We asked our panel of experts how they think forecasting technology might change in the near future and where it could be in 10 years’ time.
What can we expect in the next few years?
A broader range of sources will be used to produce more accurate forecasts
Forecasters will begin to tap into multiple Big Data sources.
Moving beyond basic call volume weighting, forecasters will be accessing a broad range of internal and external data sets in order to build the most accurate forecasts possible.
With thanks to Daniel Stimpson at Sabio
Forecasting will fully adapt to a multichannel environment – including video
As more and more employees are becoming multiskilled, forecasting will continue to develop to take into account emerging channels.
With the growth of chat and text, forecasting processes are being amended to focus on the move away from voice and email. The use of video for customer contact is also being incorporated into the standard WFM process.

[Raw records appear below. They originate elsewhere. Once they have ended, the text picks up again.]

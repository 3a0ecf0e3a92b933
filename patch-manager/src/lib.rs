//! Patch repository, lifecycle status store, audit log and installer
//! orchestration for signed patch packages.

pub mod audit;
pub mod config;
pub mod installer;
pub mod locks;
pub mod node;
pub mod repository;
pub mod service;
pub mod status;
mod storage;
pub mod types;

pub use audit::{AuditAction, AuditLog, AuditRecord, FileAuditLog, MemoryAuditLog};
pub use config::{ManagerConfig, load_manager_config};
pub use installer::{InstallCommand, InstallOutcome, Launcher, ProcessLauncher};
pub use repository::PackageRepository;
pub use service::PatchService;
pub use status::{PatchState, PatchStatus, StatusField, StatusStore};
pub use types::{ErrorKind, PatchError, PatchId};

/// Build a [`PatchService`] from a JSON or YAML configuration file.
pub fn load_service(path: &std::path::Path) -> Result<PatchService, PatchError> {
    let config = load_manager_config(path)?;
    PatchService::new(config)
}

The user interface will continue to become more intuitive
We have already started to see the emergence of mobile workforce optimisation, with forecasting becoming fully web based and with a more graphical user interface.
The user interface will continue to become more intuitive, making it easier for employees outside of the planning team to run their own forecasts. This will be coupled with increased “What If” capabilities, to allow various forecast scenarios to be produced in a very simple manner.
Re-forecasting will improve reaction times to unexpected events
Real-time management will be assisted by accurate re-forecasting in real time. This will allow the automated movement of resources to combat unexpected events.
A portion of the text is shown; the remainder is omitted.